### EXTRACTED MATERIAL
--------------------------------

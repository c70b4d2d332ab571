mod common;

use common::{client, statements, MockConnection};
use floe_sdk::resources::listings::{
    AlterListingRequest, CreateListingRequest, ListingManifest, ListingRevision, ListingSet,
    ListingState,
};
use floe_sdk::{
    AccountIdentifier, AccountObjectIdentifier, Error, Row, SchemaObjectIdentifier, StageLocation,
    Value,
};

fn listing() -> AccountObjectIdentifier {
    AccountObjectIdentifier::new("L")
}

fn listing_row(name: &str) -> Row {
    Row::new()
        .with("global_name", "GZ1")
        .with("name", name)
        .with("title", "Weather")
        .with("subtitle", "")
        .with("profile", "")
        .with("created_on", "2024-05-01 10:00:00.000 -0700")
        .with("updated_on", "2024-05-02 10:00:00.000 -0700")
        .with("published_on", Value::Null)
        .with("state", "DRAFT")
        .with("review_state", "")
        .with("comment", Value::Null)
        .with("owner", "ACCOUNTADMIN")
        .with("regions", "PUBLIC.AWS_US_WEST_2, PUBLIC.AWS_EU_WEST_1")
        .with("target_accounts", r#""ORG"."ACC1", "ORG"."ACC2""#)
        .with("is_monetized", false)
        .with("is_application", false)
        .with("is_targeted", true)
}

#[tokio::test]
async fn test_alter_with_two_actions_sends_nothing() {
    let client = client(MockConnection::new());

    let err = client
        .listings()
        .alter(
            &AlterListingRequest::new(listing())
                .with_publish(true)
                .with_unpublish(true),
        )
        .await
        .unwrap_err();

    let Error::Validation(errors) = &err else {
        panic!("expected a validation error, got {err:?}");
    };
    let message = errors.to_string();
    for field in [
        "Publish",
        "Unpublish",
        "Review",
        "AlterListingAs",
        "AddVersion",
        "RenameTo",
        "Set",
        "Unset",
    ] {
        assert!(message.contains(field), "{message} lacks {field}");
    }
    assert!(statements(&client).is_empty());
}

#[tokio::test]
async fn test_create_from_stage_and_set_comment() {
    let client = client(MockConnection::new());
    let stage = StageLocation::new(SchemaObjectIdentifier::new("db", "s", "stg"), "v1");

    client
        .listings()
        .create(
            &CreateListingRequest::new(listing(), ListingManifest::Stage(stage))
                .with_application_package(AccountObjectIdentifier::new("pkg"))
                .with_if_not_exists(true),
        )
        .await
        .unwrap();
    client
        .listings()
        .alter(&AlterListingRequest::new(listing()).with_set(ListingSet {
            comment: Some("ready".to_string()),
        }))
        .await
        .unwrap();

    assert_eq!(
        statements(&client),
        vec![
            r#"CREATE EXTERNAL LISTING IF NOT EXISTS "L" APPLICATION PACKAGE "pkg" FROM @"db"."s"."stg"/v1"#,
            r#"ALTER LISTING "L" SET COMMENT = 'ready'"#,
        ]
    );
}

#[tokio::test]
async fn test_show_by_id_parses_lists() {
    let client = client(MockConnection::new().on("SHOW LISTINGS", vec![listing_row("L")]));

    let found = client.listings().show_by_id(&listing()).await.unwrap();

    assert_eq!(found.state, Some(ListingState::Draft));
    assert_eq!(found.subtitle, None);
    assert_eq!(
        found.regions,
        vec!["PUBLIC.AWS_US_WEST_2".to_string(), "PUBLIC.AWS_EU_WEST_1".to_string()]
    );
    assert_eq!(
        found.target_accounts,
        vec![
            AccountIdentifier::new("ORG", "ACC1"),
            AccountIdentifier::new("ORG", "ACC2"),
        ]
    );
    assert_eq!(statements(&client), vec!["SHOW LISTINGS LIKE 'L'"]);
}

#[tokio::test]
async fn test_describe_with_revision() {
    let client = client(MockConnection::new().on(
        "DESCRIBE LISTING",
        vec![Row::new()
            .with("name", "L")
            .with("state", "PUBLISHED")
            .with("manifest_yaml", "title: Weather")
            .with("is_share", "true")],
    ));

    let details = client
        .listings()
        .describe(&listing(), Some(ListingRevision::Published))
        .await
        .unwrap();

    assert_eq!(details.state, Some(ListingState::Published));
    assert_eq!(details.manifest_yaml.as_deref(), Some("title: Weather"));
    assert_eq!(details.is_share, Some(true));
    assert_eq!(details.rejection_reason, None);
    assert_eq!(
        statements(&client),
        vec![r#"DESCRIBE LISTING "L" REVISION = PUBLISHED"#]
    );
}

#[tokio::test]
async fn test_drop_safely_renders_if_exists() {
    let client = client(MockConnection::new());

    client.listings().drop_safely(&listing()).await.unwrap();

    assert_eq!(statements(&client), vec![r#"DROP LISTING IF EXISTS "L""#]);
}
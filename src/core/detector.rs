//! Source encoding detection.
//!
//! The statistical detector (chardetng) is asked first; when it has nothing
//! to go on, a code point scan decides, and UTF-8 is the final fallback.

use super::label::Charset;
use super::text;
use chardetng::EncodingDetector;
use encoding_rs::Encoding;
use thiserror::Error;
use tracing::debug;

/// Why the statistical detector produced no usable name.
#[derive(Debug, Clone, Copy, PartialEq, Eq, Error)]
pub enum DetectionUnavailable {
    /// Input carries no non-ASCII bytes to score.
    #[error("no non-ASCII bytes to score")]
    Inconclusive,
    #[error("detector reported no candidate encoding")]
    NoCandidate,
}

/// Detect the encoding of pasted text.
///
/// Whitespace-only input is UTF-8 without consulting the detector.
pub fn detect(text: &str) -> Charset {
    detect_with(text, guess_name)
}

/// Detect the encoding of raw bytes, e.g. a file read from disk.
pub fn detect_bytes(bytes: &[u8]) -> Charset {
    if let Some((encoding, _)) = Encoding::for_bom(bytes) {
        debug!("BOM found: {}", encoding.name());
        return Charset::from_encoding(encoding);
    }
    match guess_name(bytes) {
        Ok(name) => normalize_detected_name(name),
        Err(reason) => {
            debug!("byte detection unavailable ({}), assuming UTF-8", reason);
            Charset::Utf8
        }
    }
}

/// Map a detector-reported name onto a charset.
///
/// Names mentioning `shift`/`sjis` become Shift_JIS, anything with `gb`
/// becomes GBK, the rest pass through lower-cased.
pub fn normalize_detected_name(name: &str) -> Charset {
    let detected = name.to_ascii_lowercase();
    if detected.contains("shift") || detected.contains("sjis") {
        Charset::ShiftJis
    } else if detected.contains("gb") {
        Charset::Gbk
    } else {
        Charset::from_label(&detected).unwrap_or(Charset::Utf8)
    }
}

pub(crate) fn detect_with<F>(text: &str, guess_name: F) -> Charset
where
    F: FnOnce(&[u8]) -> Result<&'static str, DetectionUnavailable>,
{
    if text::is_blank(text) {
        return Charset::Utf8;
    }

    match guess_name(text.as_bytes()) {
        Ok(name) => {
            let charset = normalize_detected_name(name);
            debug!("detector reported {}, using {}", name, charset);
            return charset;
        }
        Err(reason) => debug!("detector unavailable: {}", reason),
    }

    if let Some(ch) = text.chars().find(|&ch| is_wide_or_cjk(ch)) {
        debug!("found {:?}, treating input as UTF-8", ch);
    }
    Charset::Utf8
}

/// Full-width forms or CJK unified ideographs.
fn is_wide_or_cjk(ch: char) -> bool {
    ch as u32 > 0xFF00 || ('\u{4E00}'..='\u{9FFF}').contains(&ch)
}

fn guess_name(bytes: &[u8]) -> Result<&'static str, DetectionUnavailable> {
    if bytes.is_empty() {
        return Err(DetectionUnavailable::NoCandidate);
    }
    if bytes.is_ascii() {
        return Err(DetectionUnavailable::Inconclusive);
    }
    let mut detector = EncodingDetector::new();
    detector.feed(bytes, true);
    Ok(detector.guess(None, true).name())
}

--------------------------------

### TASK DESCRIPTION
Transcribe all the data word for word, as it appears above.

### SOLUTION FOR THIS EXERCISE
repository c70b4d2d332ab571
mod common;

use common::{client, statements, MockConnection};
use floe_sdk::resources::listings::{
    AlterListingRequest, CreateListingRequest, ListingManifest, ListingRevision, ListingSet,
    ListingState,
};
use floe_sdk::{
    AccountIdentifier, AccountObjectIdentifier, Error, Row, SchemaObjectIdentifier, StageLocation,
    Value,
};

fn listing() -> AccountObjectIdentifier {
    AccountObjectIdentifier::new("L")
}

fn listing_row(name: &str) -> Row {
    Row::new()
        .with("global_name", "GZ1")
        .with("name", name)
        .with("title", "Weather")
        .with("subtitle", "")
        .with("profile", "")
        .with("created_on", "2024-05-01 10:00:00.000 -0700")
        .with("updated_on", "2024-05-02 10:00:00.000 -0700")
        .with("published_on", Value::Null)
        .with("state", "DRAFT")
        .with("review_state", "")
        .with("comment", Value::Null)
        .with("owner", "ACCOUNTADMIN")
        .with("regions", "PUBLIC.AWS_US_WEST_2, PUBLIC.AWS_EU_WEST_1")
        .with("target_accounts", r#""ORG"."ACC1", "ORG"."ACC2""#)
        .with("is_monetized", false)
        .with("is_application", false)
        .with("is_targeted", true)
}

#[tokio::test]
async fn test_alter_with_two_actions_sends_nothing() {
    let client = client(MockConnection::new());

    let err = client
        .listings()
        .alter(
            &AlterListingRequest::new(listing())
                .with_publish(true)
                .with_unpublish(true),
        )
        .await
        .unwrap_err();

    let Error::Validation(errors) = &err else {
        panic!("expected a validation error, got {err:?}");
    };
    let message = errors.to_string();
    for field in [
        "Publish",
        "Unpublish",
        "Review",
        "AlterListingAs",
        "AddVersion",
        "RenameTo",
        "Set",
        "Unset",
    ] {
        assert!(message.contains(field), "{message} lacks {field}");
    }
    assert!(statements(&client).is_empty());
}

#[tokio::test]
async fn test_create_from_stage_and_set_comment() {
    let client = client(MockConnection::new());
    let stage = StageLocation::new(SchemaObjectIdentifier::new("db", "s", "stg"), "v1");

    client
        .listings()
        .create(
            &CreateListingRequest::new(listing(), ListingManifest::Stage(stage))
                .with_application_package(AccountObjectIdentifier::new("pkg"))
                .with_if_not_exists(true),
        )
        .await
        .unwrap();
    client
        .listings()
        .alter(&AlterListingRequest::new(listing()).with_set(ListingSet {
            comment: Some("ready".to_string()),
        }))
        .await
        .unwrap();

    assert_eq!(
        statements(&client),
        vec![
            r#"CREATE EXTERNAL LISTING IF NOT EXISTS "L" APPLICATION PACKAGE "pkg" FROM @"db"."s"."stg"/v1"#,
            r#"ALTER LISTING "L" SET COMMENT = 'ready'"#,
        ]
    );
}

#[tokio::test]
async fn test_show_by_id_parses_lists() {
    let client = client(MockConnection::new().on("SHOW LISTINGS", vec![listing_row("L")]));

    let found = client.listings().show_by_id(&listing()).await.unwrap();

    assert_eq!(found.state, Some(ListingState::Draft));
    assert_eq!(found.subtitle, None);
    assert_eq!(
        found.regions,
        vec!["PUBLIC.AWS_US_WEST_2".to_string(), "PUBLIC.AWS_EU_WEST_1".to_string()]
    );
    assert_eq!(
        found.target_accounts,
        vec![
            AccountIdentifier::new("ORG", "ACC1"),
            AccountIdentifier::new("ORG", "ACC2"),
        ]
    );
    assert_eq!(statements(&client), vec!["SHOW LISTINGS LIKE 'L'"]);
}

#[tokio::test]
async fn test_describe_with_revision() {
    let client = client(MockConnection::new().on(
        "DESCRIBE LISTING",
        vec![Row::new()
            .with("name", "L")
            .with("state", "PUBLISHED")
            .with("manifest_yaml", "title: Weather")
            .with("is_share", "true")],
    ));

    let details = client
        .listings()
        .describe(&listing(), Some(ListingRevision::Published))
        .await
        .unwrap();

    assert_eq!(details.state, Some(ListingState::Published));
    assert_eq!(details.manifest_yaml.as_deref(), Some("title: Weather"));
    assert_eq!(details.is_share, Some(true));
    assert_eq!(details.rejection_reason, None);
    assert_eq!(
        statements(&client),
        vec![r#"DESCRIBE LISTING "L" REVISION = PUBLISHED"#]
    );
}

#[tokio::test]
async fn test_drop_safely_renders_if_exists() {
    let client = client(MockConnection::new());

    client.listings().drop_safely(&listing()).await.unwrap();

    assert_eq!(statements(&client), vec![r#"DROP LISTING IF EXISTS "L""#]);
}
filename src/core/detector.rs
//! Source encoding detection.
//!
//! The statistical detector (chardetng) is asked first; when it has nothing
//! to go on, a code point scan decides, and UTF-8 is the final fallback.

use super::label::Charset;
use super::text;
use chardetng::EncodingDetector;
use encoding_rs::Encoding;
use thiserror::Error;
use tracing::debug;

/// Why the statistical detector produced no usable name.
#[derive(Debug, Clone, Copy, PartialEq, Eq, Error)]
pub enum DetectionUnavailable {
    /// Input carries no non-ASCII bytes to score.
    #[error("no non-ASCII bytes to score")]
    Inconclusive,
    #[error("detector reported no candidate encoding")]
    NoCandidate,
}

/// Detect the encoding of pasted text.
///
/// Whitespace-only input is UTF-8 without consulting the detector.
pub fn detect(text: &str) -> Charset {
    detect_with(text, guess_name)
}

/// Detect the encoding of raw bytes, e.g. a file read from disk.
pub fn detect_bytes(bytes: &[u8]) -> Charset {
    if let Some((encoding, _)) = Encoding::for_bom(bytes) {
        debug!("BOM found: {}", encoding.name());
        return Charset::from_encoding(encoding);
    }
    match guess_name(bytes) {
        Ok(name) => normalize_detected_name(name),
        Err(reason) => {
            debug!("byte detection unavailable ({}), assuming UTF-8", reason);
            Charset::Utf8
        }
    }
}

/// Map a detector-reported name onto a charset.
///
/// Names mentioning `shift`/`sjis` become Shift_JIS, anything with `gb`
/// becomes GBK, the rest pass through lower-cased.
pub fn normalize_detected_name(name: &str) -> Charset {
    let detected = name.to_ascii_lowercase();
    if detected.contains("shift") || detected.contains("sjis") {
        Charset::ShiftJis
    } else if detected.contains("gb") {
        Charset::Gbk
    } else {
        Charset::from_label(&detected).unwrap_or(Charset::Utf8)
    }
}

pub(crate) fn detect_with<F>(text: &str, guess_name: F) -> Charset
where
    F: FnOnce(&[u8]) -> Result<&'static str, DetectionUnavailable>,
{
    if text::is_blank(text) {
        return Charset::Utf8;
    }

    match guess_name(text.as_bytes()) {
        Ok(name) => {
            let charset = normalize_detected_name(name);
            debug!("detector reported {}, using {}", name, charset);
            return charset;
        }
        Err(reason) => debug!("detector unavailable: {}", reason),
    }

    if let Some(ch) = text.chars().find(|&ch| is_wide_or_cjk(ch)) {
        debug!("found {:?}, treating input as UTF-8", ch);
    }
    Charset::Utf8
}

/// Full-width forms or CJK unified ideographs.
fn is_wide_or_cjk(ch: char) -> bool {
    ch as u32 > 0xFF00 || ('\u{4E00}'..='\u{9FFF}').contains(&ch)
}

fn guess_name(bytes: &[u8]) -> Result<&'static str, DetectionUnavailable> {
    if bytes.is_empty() {
        return Err(DetectionUnavailable::NoCandidate);
    }
    if bytes.is_ascii() {
        return Err(DetectionUnavailable::Inconclusive);
    }
    let mut detector = EncodingDetector::new();
    detector.feed(bytes, true);
    Ok(detector.guess(None, true).name())
}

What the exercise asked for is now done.